To help clarify the differences between the most important of these document -
A Living Will is a written legal document that informs medical personnel of the types of treatment you want if you are dying, unconscious, or otherwise incapacitated and cannot make emergency health care decisions. A living will indicates your wishes about being resuscitated, put on a ventilator, or having a feeding tube inserted.
A Medical Power of Attorney or health care power of attorney is a written legal document that specifically names someone (called a health care proxy, surrogate, or health care agent) to make medical decisions for you at times when you are not able to make those decisions for yourself. The person you choose will be speaking for you should the situation arise, so he/she should know what you would want done. A medical power of attorney covers more than a living will does, so it can be used instead of, or in addition to a living will.

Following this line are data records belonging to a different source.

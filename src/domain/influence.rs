//! Influence sources and location impact aggregation.
//!
//! An influence source (a linked commentary item) carries an impact tag and,
//! optionally, a location with a radius. Every active, located source within
//! range of a content item scales that item's score:
//!
//! ```text
//! proximity = 1 - distance / radius          (1 at the source, 0 at the edge)
//! adjusted  = 1 + (multiplier - 1) * proximity
//! impact    = clamp(Π adjusted, 0.1, 3.0)
//! ```
//!
//! The fold is a product, so the order of sources never matters.

use crate::domain::geo::{distance_meters, GeoPoint};
use crate::domain::validation::ValidationError;
use chrono::{DateTime, Utc};
use serde::{Deserialize, Serialize};
use std::fmt;
use std::str::FromStr;

/// Radius used when a linked location does not specify one.
pub const DEFAULT_RADIUS_METERS: f64 = 5_000.0;

/// Lower bound of the aggregated impact multiplier.
pub const MIN_IMPACT: f64 = 0.1;

/// Upper bound of the aggregated impact multiplier.
pub const MAX_IMPACT: f64 = 3.0;

/// Identifier of an influence source.
#[derive(Debug, Clone, PartialEq, Eq, Hash, PartialOrd, Ord, Serialize, Deserialize)]
#[serde(transparent)]
pub struct SourceId(pub String);

impl SourceId {
    /// Borrow the identifier.
    pub fn as_str(&self) -> &str {
        &self.0
    }
}

impl fmt::Display for SourceId {
    fn fmt(&self, f: &mut fmt::Formatter<'_>) -> fmt::Result {
        f.write_str(&self.0)
    }
}

impl From<&str> for SourceId {
    fn from(value: &str) -> Self {
        Self(value.to_string())
    }
}

/// Direction and strength of an influence source.
#[derive(Debug, Clone, Copy, PartialEq, Eq, Hash, Serialize, Deserialize)]
#[serde(rename_all = "lowercase")]
pub enum ImpactTag {
    /// Boosts nearby items (x1.2)
    Positive,
    /// Dampens nearby items (x0.8)
    Negative,
    /// Strongly dampens nearby items (x0.5)
    Severe,
}

impl ImpactTag {
    /// Multiplier applied at the source's exact location.
    pub fn multiplier(&self) -> f64 {
        match self {
            ImpactTag::Positive => 1.2,
            ImpactTag::Negative => 0.8,
            ImpactTag::Severe => 0.5,
        }
    }

    /// Human-readable description of the tag's effect.
    pub fn description(&self) -> &'static str {
        match self {
            ImpactTag::Positive => "Positive impact - boosts nearby locations",
            ImpactTag::Negative => "Negative impact - reduces hype of nearby locations",
            ImpactTag::Severe => "Severe negative impact - significantly reduces nearby hype",
        }
    }

    /// Lowercase tag name.
    pub fn as_str(&self) -> &'static str {
        match self {
            ImpactTag::Positive => "positive",
            ImpactTag::Negative => "negative",
            ImpactTag::Severe => "severe",
        }
    }
}

impl fmt::Display for ImpactTag {
    fn fmt(&self, f: &mut fmt::Formatter<'_>) -> fmt::Result {
        f.write_str(self.as_str())
    }
}

impl FromStr for ImpactTag {
    type Err = ValidationError;

    /// Accepts `positive`/`negative`/`severe` and the legacy `good`/`bad`/`worse`.
    fn from_str(s: &str) -> Result<Self, Self::Err> {
        match s.to_ascii_lowercase().as_str() {
            "positive" | "good" => Ok(ImpactTag::Positive),
            "negative" | "bad" => Ok(ImpactTag::Negative),
            "severe" | "worse" => Ok(ImpactTag::Severe),
            _ => Err(ValidationError::UnknownImpactTag(s.to_string())),
        }
    }
}

/// A location an influence source is attached to.
#[derive(Debug, Clone, Copy, PartialEq, Serialize, Deserialize)]
#[serde(try_from = "RawLinkedLocation")]
pub struct LinkedLocation {
    /// Center of the influence area
    pub point: GeoPoint,
    /// Radius of the influence area, `None` for the 5 km default
    pub radius_meters: Option<f64>,
}

impl LinkedLocation {
    /// Create a linked location.
    ///
    /// # Errors
    /// Returns `ValidationError::NonPositiveRadius` if a radius is given and
    /// is not a positive, finite number.
    pub fn new(point: GeoPoint, radius_meters: Option<f64>) -> Result<Self, ValidationError> {
        if let Some(radius) = radius_meters {
            if !radius.is_finite() || radius <= 0.0 {
                return Err(ValidationError::NonPositiveRadius(radius));
            }
        }
        Ok(Self {
            point,
            radius_meters,
        })
    }

    /// Radius actually used for aggregation.
    pub fn effective_radius(&self) -> f64 {
        match self.radius_meters {
            Some(radius) if radius.is_finite() && radius > 0.0 => radius,
            _ => DEFAULT_RADIUS_METERS,
        }
    }
}

#[derive(Deserialize)]
struct RawLinkedLocation {
    point: GeoPoint,
    radius_meters: Option<f64>,
}

impl TryFrom<RawLinkedLocation> for LinkedLocation {
    type Error = ValidationError;

    fn try_from(raw: RawLinkedLocation) -> Result<Self, Self::Error> {
        LinkedLocation::new(raw.point, raw.radius_meters)
    }
}

/// An external item whose tag and location adjust nearby scores.
///
/// The multiplier is serialized for readers but never trusted on the way
/// in: deserialization derives it from `tag` again.
#[derive(Debug, Clone, PartialEq, Serialize, Deserialize)]
#[serde(from = "StoredSource")]
pub struct InfluenceSource {
    /// Source identifier
    pub id: SourceId,
    /// Impact tag chosen at creation
    pub tag: ImpactTag,
    impact_multiplier: f64,
    /// Optional location; unlocated sources never participate
    pub linked_location: Option<LinkedLocation>,
    /// Inactive sources never participate
    pub active: bool,
    /// Number of distinct identities that verified this source
    pub verify_count: u64,
    /// Creation time
    pub created_at: DateTime<Utc>,
}

#[derive(Deserialize)]
struct StoredSource {
    id: SourceId,
    tag: ImpactTag,
    linked_location: Option<LinkedLocation>,
    active: bool,
    verify_count: u64,
    created_at: DateTime<Utc>,
}

impl From<StoredSource> for InfluenceSource {
    fn from(stored: StoredSource) -> Self {
        let mut source =
            InfluenceSource::new(stored.id, stored.tag, stored.linked_location, stored.created_at);
        source.active = stored.active;
        source.verify_count = stored.verify_count;
        source
    }
}

impl InfluenceSource {
    /// Create an active source. The multiplier is derived from `tag` and
    /// cannot be changed afterwards.
    pub fn new(
        id: SourceId,
        tag: ImpactTag,
        linked_location: Option<LinkedLocation>,
        created_at: DateTime<Utc>,
    ) -> Self {
        Self {
            id,
            tag,
            impact_multiplier: tag.multiplier(),
            linked_location,
            active: true,
            verify_count: 0,
            created_at,
        }
    }

    /// Multiplier fixed at creation.
    pub fn impact_multiplier(&self) -> f64 {
        self.impact_multiplier
    }

    /// Whether this source takes part in aggregation.
    pub fn participates(&self) -> bool {
        self.active && self.linked_location.is_some()
    }

    /// Factor this source contributes at `target`, or `None` when it has no effect.
    pub fn adjustment_at(&self, target: GeoPoint) -> Option<f64> {
        if !self.active {
            return None;
        }
        let location = self.linked_location.as_ref()?;
        let radius = location.effective_radius();
        let distance = distance_meters(target, location.point);
        if distance > radius {
            return None;
        }
        let proximity = 1.0 - distance / radius;
        Some(1.0 + (self.impact_multiplier - 1.0) * proximity)
    }
}

/// Aggregate multiplier for `target` from a set of sources, in `[0.1, 3.0]`.
///
/// Inactive or unlocated sources and sources farther than their radius are
/// skipped. With nothing in range the result is exactly `1.0`.
///
/// ```
/// use hype_rank::domain::geo::GeoPoint;
/// use hype_rank::domain::influence::{location_impact, ImpactTag, InfluenceSource, LinkedLocation};
/// use chrono::Utc;
///
/// let here = GeoPoint::new(2.35, 48.85).unwrap();
/// let source = InfluenceSource::new(
///     "article-1".into(),
///     ImpactTag::Positive,
///     Some(LinkedLocation::new(here, None).unwrap()),
///     Utc::now(),
/// );
/// assert!((location_impact(here, [&source]) - 1.2).abs() < 1e-12);
/// assert_eq!(location_impact(here, std::iter::empty::<&InfluenceSource>()), 1.0);
/// ```
pub fn location_impact<'a, I>(target: GeoPoint, sources: I) -> f64
where
    I: IntoIterator<Item = &'a InfluenceSource>,
{
    let product = sources
        .into_iter()
        .filter_map(|source| source.adjustment_at(target))
        .fold(1.0_f64, |acc, adjusted| acc * adjusted);

    product.clamp(MIN_IMPACT, MAX_IMPACT)
}
//! Storage implementations for rate-limit state.
//!
//! Provides concurrent, sharded storage for per-source gate entries, with an
//! optional bound on the number of tracked keys.

use crate::application::metrics::Metrics;
use crate::application::ports::{EvictionCandidate, EvictionPolicy, Storage};
use dashmap::DashMap;
use std::fmt;
use std::hash::Hash;
use std::sync::Arc;
use std::time::Instant;
use tracing::trace;

/// Number of evictable entries inspected when choosing an eviction victim.
const EVICTION_SAMPLE_SIZE: usize = 16;

#[derive(Debug, Clone)]
struct Slot<V> {
    value: V,
    last_access: Instant,
}

/// Thread-safe sharded storage backed by DashMap.
///
/// DashMap locks one shard per write, so updates for unrelated keys do not
/// contend. `with_entry_mut` holds the key's shard lock for the whole
/// accessor, which makes read-then-write sequences atomic per key.
pub struct ShardedStorage<K, V>
where
    K: Eq + Hash + Clone,
{
    map: DashMap<K, Slot<V>>,
    eviction: Option<Arc<dyn EvictionPolicy<K, V>>>,
    metrics: Option<Metrics>,
}

impl<K, V> ShardedStorage<K, V>
where
    K: Eq + Hash + Clone,
{
    /// Create a new, unbounded sharded storage instance.
    pub fn new() -> Self {
        Self {
            map: DashMap::new(),
            eviction: None,
            metrics: None,
        }
    }

    /// Bound the storage with an eviction policy consulted before each new key.
    pub fn with_eviction(mut self, policy: Arc<dyn EvictionPolicy<K, V>>) -> Self {
        self.eviction = Some(policy);
        self
    }

    /// Count evictions in `metrics`.
    pub fn with_metrics(mut self, metrics: Metrics) -> Self {
        self.metrics = Some(metrics);
        self
    }

    /// Insert or update a value.
    pub fn insert(&self, key: K, value: V) {
        self.map.insert(
            key,
            Slot {
                value,
                last_access: Instant::now(),
            },
        );
    }

    /// Check if a key exists.
    pub fn contains_key<Q>(&self, key: &Q) -> bool
    where
        K: std::borrow::Borrow<Q>,
        Q: Hash + Eq + ?Sized,
    {
        self.map.contains_key(key)
    }

    /// Remove a key and return its value.
    pub fn remove<Q>(&self, key: &Q) -> Option<(K, V)>
    where
        K: std::borrow::Borrow<Q>,
        Q: Hash + Eq + ?Sized,
    {
        self.map.remove(key).map(|(k, slot)| (k, slot.value))
    }

    /// Get the number of entries.
    pub fn len(&self) -> usize {
        self.map.len()
    }

    /// Check if the storage is empty.
    pub fn is_empty(&self) -> bool {
        self.map.is_empty()
    }

    /// Clear all entries.
    pub fn clear(&self) {
        self.map.clear();
    }
}

impl<K, V> ShardedStorage<K, V>
where
    K: Eq + Hash + Clone,
    V: Clone,
{
    /// Get a copy of a value.
    pub fn get_cloned<Q>(&self, key: &Q) -> Option<V>
    where
        K: std::borrow::Borrow<Q>,
        Q: Hash + Eq + ?Sized,
    {
        self.map.get(key).map(|slot| slot.value.clone())
    }

    /// Make room for one more key if the eviction policy asks for it.
    fn evict_if_needed(&self) {
        let Some(policy) = &self.eviction else {
            return;
        };
        if !policy.should_evict(self.map.len()) {
            return;
        }

        // The iterator holds shard read locks; it must be dropped before removing.
        let candidates: Vec<EvictionCandidate<K, V>> = self
            .map
            .iter()
            .map(|entry| EvictionCandidate {
                key: entry.key().clone(),
                value: entry.value().value.clone(),
                last_access: entry.value().last_access,
            })
            .filter(|candidate| policy.is_evictable(candidate))
            .take(EVICTION_SAMPLE_SIZE)
            .collect();

        if candidates.is_empty() {
            trace!(len = self.map.len(), "no evictable entry, growing past the cap");
            return;
        }

        if let Some(victim) = policy.select_victim(&candidates) {
            if self.map.remove(&victim).is_some() {
                trace!(sampled = candidates.len(), "evicted entry to make room");
                if let Some(metrics) = &self.metrics {
                    metrics.record_evictions(1);
                }
            }
        }
    }
}

impl<K, V> Default for ShardedStorage<K, V>
where
    K: Eq + Hash + Clone,
{
    fn default() -> Self {
        Self::new()
    }
}

impl<K, V> fmt::Debug for ShardedStorage<K, V>
where
    K: Eq + Hash + Clone,
{
    fn fmt(&self, f: &mut fmt::Formatter<'_>) -> fmt::Result {
        f.debug_struct("ShardedStorage")
            .field("len", &self.map.len())
            .field("bounded", &self.eviction.is_some())
            .finish()
    }
}

// Implement the Storage port
impl<K, V> Storage<K, V> for ShardedStorage<K, V>
where
    K: Hash + Eq + Clone + Send + Sync,
    V: Clone + Send + Sync,
{
    fn with_entry_mut<F, R>(&self, key: K, factory: impl FnOnce() -> V, accessor: F) -> R
    where
        F: FnOnce(&mut V) -> R,
    {
        if !self.map.contains_key(&key) {
            self.evict_if_needed();
        }

        let mut slot = self.map.entry(key).or_insert_with(|| Slot {
            value: factory(),
            last_access: Instant::now(),
        });
        slot.last_access = Instant::now();
        accessor(&mut slot.value)
    }

    fn len(&self) -> usize {
        self.map.len()
    }

    fn is_empty(&self) -> bool {
        self.map.is_empty()
    }

    fn clear(&self) {
        self.map.clear()
    }

    fn for_each<F>(&self, mut f: F)
    where
        F: FnMut(&K, &V),
    {
        for entry in self.map.iter() {
            f(entry.key(), &entry.value().value);
        }
    }

    fn retain<F>(&self, mut f: F)
    where
        F: FnMut(&K, &mut V) -> bool,
    {
        self.map.retain(|key, slot| f(key, &mut slot.value));
    }
}

// Implement Storage for Arc<ShardedStorage> to allow it to be used directly
impl<K, V> Storage<K, V> for Arc<ShardedStorage<K, V>>
where
    K: Hash + Eq + Clone + Send + Sync,
    V: Clone + Send + Sync,
{
    fn with_entry_mut<F, R>(&self, key: K, factory: impl FnOnce() -> V, accessor: F) -> R
    where
        F: FnOnce(&mut V) -> R,
    {
        (**self).with_entry_mut(key, factory, accessor)
    }

    fn len(&self) -> usize {
        (**self).len()
    }

    fn is_empty(&self) -> bool {
        (**self).is_empty()
    }

    fn clear(&self) {
        (**self).clear()
    }

    fn for_each<F>(&self, f: F)
    where
        F: FnMut(&K, &V),
    {
        (**self).for_each(f)
    }

    fn retain<F>(&self, f: F)
    where
        F: FnMut(&K, &mut V) -> bool,
    {
        (**self).retain(f)
    }
}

Having a medical power of attorney is not just for older people or people with life threatening illnesses. It is particularly important for parents when their children turn 18. Once a child turns 18, he/she is legally an adult. With this birthday, parental rights to medical information and to make medical decisions, vanish. What this means is - if your 18 year old child is lying in an emergency room, you have no right to any information about his/her condition or any right to make medical decisions. HIPPA privacy rules in fact, make it illegal for medical personnel to share information with you once your child turns 18.
DNR – Do Not Resuscitate – informs medical personnel that you do not wish to have your heart
“shocked” or restarted if it stops beating or is beating so abnormally that it is life threatening.
Organ and tissue donation - informs your family/significant others and medical personnel of your wishes to donate organs or tissues for transplantation.
Durable Power of Attorney – gives someone else the power to conduct your business on your behalf. For example, sign checks for you to pay bills, sign tax returns, access your bank account.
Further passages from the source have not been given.